Ramchander Khatri , Tanuj Hooda, Rakesh Gupta, Prashant Kumar, Pawan Jawal

Correspondence Address:Department of Pharmacognosy, Vaish Institute of Pharmaceutical Education & Research, Rohtak, Haryana, India, Department of Pharmaceutical Chemistry, Vaish Institute of Pharmaceutical Education & Research, Rohtak, Haryana, India, Department of Pharmaceutics, S.B.M.N Institute of Pharmaceutical Science & Research, Rohtak, Haryana, India

Source of Support: Nil, Conflict of Interest: None declared


DOI: 10.4103/2231-4040.197331

Abstract  

The development of enteric coated formulation has been one approach to preventing the drug from coming into contact with gastric mucosa. The enteric coating dosage form releases the drug after leaving the stomach. The results of this study indicate that enteric coated tablets using 12% cellulose acetate phthalate (CAP) are suitable for the senna drug which is mainly active in the lower Gastrointestinal track. The physical compatibility study at 40°C/75% RH showed that senna extract, ajowan oil, and excipients used during the research work found to be physically compatible. The tablet formulation was prepared by wet granulation technique, and the physical characteristics of granules were evaluated for moisture content (%), compressibility index, angle of repose, Hausner ratio and found to have good flow and compressibility. The tablet formulations developed were found to be within the limits with respect to in-process parameters such as thickness, hardness, friability, weight variation, and disintegration time.
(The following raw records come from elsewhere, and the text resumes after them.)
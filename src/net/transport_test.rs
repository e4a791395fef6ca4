use super::*;
use httpmock::prelude::*;
use serde_json::json;

fn transport_for(server: &MockServer) -> ReqwestTransport {
    let config = ClientConfig::default().with_api_base_url(&server.url("/api"));
    ReqwestTransport::new(&config).unwrap()
}

#[test]
fn base_url_drops_trailing_slash() {
    let config = ClientConfig::default().with_api_base_url("http://localhost:8080/api/");
    let transport = ReqwestTransport::new(&config).unwrap();
    assert_eq!(transport.base_url(), "http://localhost:8080/api");
    assert_eq!(transport.url_for("/books"), "http://localhost:8080/api/books");
}

#[tokio::test]
async fn sends_query_and_reads_body() {
    let server = MockServer::start_async().await;
    let mock = server
        .mock_async(|when, then| {
            when.method(GET).path("/api/books").query_param("keyword", "rust");
            then.status(200).body(r#"{"content":[]}"#);
        })
        .await;

    let request = ApiRequest::get("/books").with_query("keyword", "rust");
    let response = transport_for(&server).send(&request).await.unwrap();

    mock.assert_async().await;
    assert_eq!(response.status, 200);
    assert_eq!(response.body, r#"{"content":[]}"#);
}

#[tokio::test]
async fn sends_bearer_header_and_json_body() {
    let server = MockServer::start_async().await;
    let mock = server
        .mock_async(|when, then| {
            when.method(POST)
                .path("/api/cart/items")
                .header("authorization", "Bearer h.p.s")
                .json_body(json!({ "bookId": 1, "quantity": 2 }));
            then.status(200).json_body(json!({ "items": [] }));
        })
        .await;

    let mut request = ApiRequest::post("/cart/items").with_json(json!({ "bookId": 1, "quantity": 2 }));
    request.headers.insert(
        reqwest::header::AUTHORIZATION,
        reqwest::header::HeaderValue::from_static("Bearer h.p.s"),
    );
    let response = transport_for(&server).send(&request).await.unwrap();

    mock.assert_async().await;
    assert!(response.is_success());
}

#[tokio::test]
async fn error_statuses_pass_through_unchanged() {
    let server = MockServer::start_async().await;
    server
        .mock_async(|when, then| {
            when.method(GET).path("/api/cart");
            then.status(401).body(r#"{"detail":"Authentication required"}"#);
        })
        .await;

    let response = transport_for(&server).send(&ApiRequest::get("/cart")).await.unwrap();

    assert_eq!(response.status, 401);
    assert_eq!(response.error_message(), "Authentication required");
}

#[tokio::test]
async fn unreachable_backend_is_network_error() {
    let config = ClientConfig::default().with_api_base_url("http://127.0.0.1:1/api");
    let transport = ReqwestTransport::new(&config).unwrap();

    let err = transport.send(&ApiRequest::get("/books")).await.unwrap_err();

    assert!(matches!(err, ApiError::Network(_)));
}
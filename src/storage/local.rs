//! Browser `localStorage` backend.
//!
//! The `Storage` handle is looked up on every call instead of being held, so
//! the backend stays `Send + Sync` and survives storage being disabled after
//! startup.

use super::{KeyValueStorage, StorageError};

#[derive(Debug, Clone, Copy, Default)]
pub struct LocalStorage;

fn storage() -> Option<web_sys::Storage> {
    web_sys::window().and_then(|w| w.local_storage().ok().flatten())
}

impl KeyValueStorage for LocalStorage {
    fn get(&self, key: &str) -> Option<String> {
        storage()?.get_item(key).ok().flatten()
    }

    fn set(&self, key: &str, value: &str) -> Result<(), StorageError> {
        let storage = storage().ok_or(StorageError::Unavailable)?;
        storage
            .set_item(key, value)
            .map_err(|e| StorageError::Write(format!("{e:?}")))
    }

    fn remove(&self, key: &str) {
        if let Some(storage) = storage() {
            let _ = storage.remove_item(key);
        }
    }
}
The different trail batches of enteric coated tablets were developed using a different percentage of CAP, and drug release profile of different batches were studies with the help of five kinetic models, namely zero order, first order, Higuchi, Hixon-crowell, and Korsmeyer-Peppas model. The entire kinetic models studied for all the batches of different concentration of CAP. The batch containing 4% CAP, it was observed that the batch followed zero-order kinetic model because of having maximum R2 value of 0.990. The batch having 8% CAP and it was observed that the batch followed zero-order kinetic model because of having maximum R2 value of 0.959. The batch having 12% CAP and it was observed that the batch followed Higuchi model because of having maximum R2 value of 0.999. The batch having 16% CAP and it was observed that the batch followed Hixon-Crowell model and Higuchi model both because of having maximum R2 value of 0.991. The batch having 20% CAP, it was observed that the batch followed zero-order kinetic and Higuchi kinetic model because of having maximum R2 value of 0.984. The batch having 24% CAP, it was observed that the batch followed Hixon-Crowell kinetic model because of having maximum R2 value of 0.981.

Keywords: Senna, tablet, cellulose acetate phthalate, pharmacokinetic

How to cite this article:
Ramchander Khatri, Hooda T, Gupta R, Kumar P, Jawal P. Release kinetic study of enteric coating of senna tablet. Pharm Aspire 2018;10(1):29-40.

INTRODUCTION

Herbal medicines are the product that contains plant materials as their pharmacologically active constituents. They are usually consisting of complex mixtures of more than one plants and plant materials. The plant products have botanical resources such as leaves, flowers, fruits, seeds, stems, woods, barks, roots, rhizomes, or other plant parts. The plant parts as well include gums, essential oils, and resins etc. [1] addressed as phytopharmacon therapy. Moreover, herbal products have been included lately in dietary supplements.[2]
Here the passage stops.